→ Action item
Nothing in the records should differ when you write them out again.

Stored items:
········

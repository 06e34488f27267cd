use crate::error::RouteError;
use crate::geometry::{euclidean_distance, Bounds, LayerId, Point, Point3};
use crate::obstacle::{NetId, Obstacle};
use crate::search::ExhaustReason;
use std::ops::Deref;

/// Two points that have to be joined by a trace.
#[derive(Clone, Debug, PartialEq)]
#[cfg_attr(feature = "serde", derive(serde::Serialize, serde::Deserialize))]
#[cfg_attr(feature = "serde", serde(rename_all = "camelCase"))]
pub struct Connection {
    /// the network the trace belongs to
    pub name: NetId,
    /// the points to join, in order. Exactly two are supported.
    pub points_to_connect: Vec<Point3>,
}

impl Connection {
    /// A connection from `start` to `end`
    pub fn new(name: impl Into<NetId>, start: Point3, end: Point3) -> Connection {
        Connection {
            name: name.into(),
            points_to_connect: vec![start, end],
        }
    }

    /// Checks that the connection has exactly two points, all on existing layers, and returns them.
    pub fn endpoints(&self, layer_count: usize) -> Result<(Point3, Point3), RouteError> {
        let count = self.points_to_connect.len();
        if count > 2 {
            return Err(RouteError::TooManyPoints {
                connection: self.name.clone(),
                count,
            });
        }
        if let Some(p) = self.points_to_connect.iter().find(|p| p.layer >= layer_count) {
            return Err(RouteError::LayerOutOfRange {
                connection: self.name.clone(),
                layer: p.layer,
                layer_count,
            });
        }
        match *self.points_to_connect.as_slice() {
            [start, end] => Ok((start, end)),
            _ => Err(RouteError::TooFewPoints {
                connection: self.name.clone(),
                count,
            }),
        }
    }
}

/// Everything the router needs to know about a board.
#[derive(Clone, Debug, PartialEq)]
#[cfg_attr(feature = "serde", derive(serde::Serialize, serde::Deserialize))]
#[cfg_attr(feature = "serde", serde(rename_all = "camelCase"))]
pub struct RouteProblem {
    /// number of copper layers
    pub layer_count: usize,
    /// pads, holes and keepouts
    pub obstacles: Vec<Obstacle>,
    /// the traces to route, in the order they are routed
    pub connections: Vec<Connection>,
    /// the routable area
    pub bounds: Option<Bounds>,
}

impl RouteProblem {
    /// An empty board with `layer_count` layers
    pub fn new(layer_count: usize) -> RouteProblem {
        RouteProblem {
            layer_count,
            obstacles: vec![],
            connections: vec![],
            bounds: None,
        }
    }
}

/// A layer change within a [`Route`]
#[derive(Clone, Copy, Debug, PartialEq)]
#[cfg_attr(feature = "serde", derive(serde::Serialize, serde::Deserialize))]
pub struct Via {
    /// where the via is placed
    pub position: Point,
    /// the layer the route comes from
    pub from: LayerId,
    /// the layer the route continues on
    pub to: LayerId,
}

/// A solved trace: an orthogonal polyline that changes layers through vias.
///
/// ## Examples
/// ```
/// # use trace_autorouter::{Route, geometry::Point3};
/// let route = Route::new(vec![
///     Point3::new(0.0, 0.0, 0),
///     Point3::new(2.0, 0.0, 0),
///     Point3::new(2.0, 0.0, 1),
///     Point3::new(2.0, 3.0, 1),
/// ]);
///
/// assert_eq!(route.length(), 5.0);
/// assert_eq!(route.vias().len(), 1);
/// assert_eq!(route.segments().count(), 2);
/// ```
#[derive(Clone, Debug, Default, PartialEq)]
#[cfg_attr(feature = "serde", derive(serde::Serialize, serde::Deserialize))]
#[cfg_attr(feature = "serde", serde(transparent))]
pub struct Route {
    /// the points of the route, from start to end
    pub points: Vec<Point3>,
}

impl Route {
    /// Creates a new Route
    pub fn new(points: Vec<Point3>) -> Route {
        Route { points }
    }

    /// Every place where two consecutive points are on different layers
    pub fn vias(&self) -> Vec<Via> {
        self.points
            .windows(2)
            .filter(|w| w[0].layer != w[1].layer)
            .map(|w| Via {
                position: w[0].planar(),
                from: w[0].layer,
                to: w[1].layer,
            })
            .collect()
    }

    /// Total length of the planar segments
    pub fn length(&self) -> f64 {
        self.segments().map(|(a, b)| euclidean_distance(a, b)).sum()
    }

    /// All pairs of consecutive points on the same layer
    pub fn segments(&self) -> impl Iterator<Item = (Point3, Point3)> + '_ {
        self.points
            .windows(2)
            .filter(|w| w[0].layer == w[1].layer)
            .map(|w| (w[0], w[1]))
    }
}

impl Deref for Route {
    type Target = [Point3];
    fn deref(&self) -> &[Point3] {
        &self.points
    }
}

/// What happened to a single [`Connection`].
#[derive(Clone, Debug, PartialEq)]
#[cfg_attr(feature = "serde", derive(serde::Serialize, serde::Deserialize))]
#[cfg_attr(feature = "serde", serde(rename_all = "camelCase"))]
pub enum ConnectionResult {
    /// a route was found
    Solved {
        /// name of the connection
        connection_name: NetId,
        /// the route
        route: Route,
    },
    /// the search gave up
    Unsolved {
        /// name of the connection
        connection_name: NetId,
        /// why the search gave up
        reason: ExhaustReason,
    },
}

impl ConnectionResult {
    /// name of the connection
    pub fn connection_name(&self) -> &str {
        match self {
            ConnectionResult::Solved { connection_name, .. } | ConnectionResult::Unsolved { connection_name, .. } => {
                connection_name
            }
        }
    }

    /// `true` if a route was found
    pub fn is_solved(&self) -> bool {
        matches!(self, ConnectionResult::Solved { .. })
    }

    /// The route, if one was found
    pub fn route(&self) -> Option<&Route> {
        match self {
            ConnectionResult::Solved { route, .. } => Some(route),
            ConnectionResult::Unsolved { .. } => None,
        }
    }
}

#[cfg(test)]
mod tests {
    use super::*;

    #[test]
    fn endpoints() {
        let a = Point3::new(0.0, 0.0, 0);
        let b = Point3::new(1.0, 0.0, 1);
        assert_eq!(Connection::new("A", a, b).endpoints(2), Ok((a, b)));
        assert_eq!(
            Connection::new("A", a, b).endpoints(1),
            Err(RouteError::LayerOutOfRange {
                connection: "A".into(),
                layer: 1,
                layer_count: 1
            })
        );

        let three = Connection {
            name: "B".into(),
            points_to_connect: vec![a, a, a],
        };
        assert!(matches!(three.endpoints(2), Err(RouteError::TooManyPoints { count: 3, .. })));

        let one = Connection {
            name: "C".into(),
            points_to_connect: vec![a],
        };
        assert!(matches!(one.endpoints(2), Err(RouteError::TooFewPoints { count: 1, .. })));
    }

    #[test]
    fn result_accessors() {
        let solved = ConnectionResult::Solved {
            connection_name: "A".into(),
            route: Route::new(vec![Point3::new(0.0, 0.0, 0), Point3::new(0.0, 1.0, 0)]),
        };
        assert!(solved.is_solved());
        assert_eq!(solved.connection_name(), "A");
        assert_eq!(solved.route().map(|r| r.len()), Some(2));

        let unsolved = ConnectionResult::Unsolved {
            connection_name: "B".into(),
            reason: ExhaustReason::EmptyOpenSet,
        };
        assert!(!unsolved.is_solved());
        assert_eq!(unsolved.route(), None);
    }
}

········

→ Exercise response
repository 06e34488f27267cd
use crate::error::RouteError;
use crate::geometry::{euclidean_distance, Bounds, LayerId, Point, Point3};
use crate::obstacle::{NetId, Obstacle};
use crate::search::ExhaustReason;
use std::ops::Deref;

/// Two points that have to be joined by a trace.
#[derive(Clone, Debug, PartialEq)]
#[cfg_attr(feature = "serde", derive(serde::Serialize, serde::Deserialize))]
#[cfg_attr(feature = "serde", serde(rename_all = "camelCase"))]
pub struct Connection {
    /// the network the trace belongs to
    pub name: NetId,
    /// the points to join, in order. Exactly two are supported.
    pub points_to_connect: Vec<Point3>,
}

impl Connection {
    /// A connection from `start` to `end`
    pub fn new(name: impl Into<NetId>, start: Point3, end: Point3) -> Connection {
        Connection {
            name: name.into(),
            points_to_connect: vec![start, end],
        }
    }

    /// Checks that the connection has exactly two points, all on existing layers, and returns them.
    pub fn endpoints(&self, layer_count: usize) -> Result<(Point3, Point3), RouteError> {
        let count = self.points_to_connect.len();
        if count > 2 {
            return Err(RouteError::TooManyPoints {
                connection: self.name.clone(),
                count,
            });
        }
        if let Some(p) = self.points_to_connect.iter().find(|p| p.layer >= layer_count) {
            return Err(RouteError::LayerOutOfRange {
                connection: self.name.clone(),
                layer: p.layer,
                layer_count,
            });
        }
        match *self.points_to_connect.as_slice() {
            [start, end] => Ok((start, end)),
            _ => Err(RouteError::TooFewPoints {
                connection: self.name.clone(),
                count,
            }),
        }
    }
}

/// Everything the router needs to know about a board.
#[derive(Clone, Debug, PartialEq)]
#[cfg_attr(feature = "serde", derive(serde::Serialize, serde::Deserialize))]
#[cfg_attr(feature = "serde", serde(rename_all = "camelCase"))]
pub struct RouteProblem {
    /// number of copper layers
    pub layer_count: usize,
    /// pads, holes and keepouts
    pub obstacles: Vec<Obstacle>,
    /// the traces to route, in the order they are routed
    pub connections: Vec<Connection>,
    /// the routable area
    pub bounds: Option<Bounds>,
}

impl RouteProblem {
    /// An empty board with `layer_count` layers
    pub fn new(layer_count: usize) -> RouteProblem {
        RouteProblem {
            layer_count,
            obstacles: vec![],
            connections: vec![],
            bounds: None,
        }
    }
}

/// A layer change within a [`Route`]
#[derive(Clone, Copy, Debug, PartialEq)]
#[cfg_attr(feature = "serde", derive(serde::Serialize, serde::Deserialize))]
pub struct Via {
    /// where the via is placed
    pub position: Point,
    /// the layer the route comes from
    pub from: LayerId,
    /// the layer the route continues on
    pub to: LayerId,
}

/// A solved trace: an orthogonal polyline that changes layers through vias.
///
/// ## Examples
/// ```
/// # use trace_autorouter::{Route, geometry::Point3};
/// let route = Route::new(vec![
///     Point3::new(0.0, 0.0, 0),
///     Point3::new(2.0, 0.0, 0),
///     Point3::new(2.0, 0.0, 1),
///     Point3::new(2.0, 3.0, 1),
/// ]);
///
/// assert_eq!(route.length(), 5.0);
/// assert_eq!(route.vias().len(), 1);
/// assert_eq!(route.segments().count(), 2);
/// ```
#[derive(Clone, Debug, Default, PartialEq)]
#[cfg_attr(feature = "serde", derive(serde::Serialize, serde::Deserialize))]
#[cfg_attr(feature = "serde", serde(transparent))]
pub struct Route {
    /// the points of the route, from start to end
    pub points: Vec<Point3>,
}

impl Route {
    /// Creates a new Route
    pub fn new(points: Vec<Point3>) -> Route {
        Route { points }
    }

    /// Every place where two consecutive points are on different layers
    pub fn vias(&self) -> Vec<Via> {
        self.points
            .windows(2)
            .filter(|w| w[0].layer != w[1].layer)
            .map(|w| Via {
                position: w[0].planar(),
                from: w[0].layer,
                to: w[1].layer,
            })
            .collect()
    }

    /// Total length of the planar segments
    pub fn length(&self) -> f64 {
        self.segments().map(|(a, b)| euclidean_distance(a, b)).sum()
    }

    /// All pairs of consecutive points on the same layer
    pub fn segments(&self) -> impl Iterator<Item = (Point3, Point3)> + '_ {
        self.points
            .windows(2)
            .filter(|w| w[0].layer == w[1].layer)
            .map(|w| (w[0], w[1]))
    }
}

impl Deref for Route {
    type Target = [Point3];
    fn deref(&self) -> &[Point3] {
        &self.points
    }
}

/// What happened to a single [`Connection`].
#[derive(Clone, Debug, PartialEq)]
#[cfg_attr(feature = "serde", derive(serde::Serialize, serde::Deserialize))]
#[cfg_attr(feature = "serde", serde(rename_all = "camelCase"))]
pub enum ConnectionResult {
    /// a route was found
    Solved {
        /// name of the connection
        connection_name: NetId,
        /// the route
        route: Route,
    },
    /// the search gave up
    Unsolved {
        /// name of the connection
        connection_name: NetId,
        /// why the search gave up
        reason: ExhaustReason,
    },
}

impl ConnectionResult {
    /// name of the connection
    pub fn connection_name(&self) -> &str {
        match self {
            ConnectionResult::Solved { connection_name, .. } | ConnectionResult::Unsolved { connection_name, .. } => {
                connection_name
            }
        }
    }

    /// `true` if a route was found
    pub fn is_solved(&self) -> bool {
        matches!(self, ConnectionResult::Solved { .. })
    }

    /// The route, if one was found
    pub fn route(&self) -> Option<&Route> {
        match self {
            ConnectionResult::Solved { route, .. } => Some(route),
            ConnectionResult::Unsolved { .. } => None,
        }
    }
}

#[cfg(test)]
mod tests {
    use super::*;

    #[test]
    fn endpoints() {
        let a = Point3::new(0.0, 0.0, 0);
        let b = Point3::new(1.0, 0.0, 1);
        assert_eq!(Connection::new("A", a, b).endpoints(2), Ok((a, b)));
        assert_eq!(
            Connection::new("A", a, b).endpoints(1),
            Err(RouteError::LayerOutOfRange {
                connection: "A".into(),
                layer: 1,
                layer_count: 1
            })
        );

        let three = Connection {
            name: "B".into(),
            points_to_connect: vec![a, a, a],
        };
        assert!(matches!(three.endpoints(2), Err(RouteError::TooManyPoints { count: 3, .. })));

        let one = Connection {
            name: "C".into(),
            points_to_connect: vec![a],
        };
        assert!(matches!(one.endpoints(2), Err(RouteError::TooFewPoints { count: 1, .. })));
    }

    #[test]
    fn result_accessors() {
        let solved = ConnectionResult::Solved {
            connection_name: "A".into(),
            route: Route::new(vec![Point3::new(0.0, 0.0, 0), Point3::new(0.0, 1.0, 0)]),
        };
        assert!(solved.is_solved());
        assert_eq!(solved.connection_name(), "A");
        assert_eq!(solved.route().map(|r| r.len()), Some(2));

        let unsolved = ConnectionResult::Unsolved {
            connection_name: "B".into(),
            reason: ExhaustReason::EmptyOpenSet,
        };
        assert!(!unsolved.is_solved());
        assert_eq!(unsolved.route(), None);
    }
}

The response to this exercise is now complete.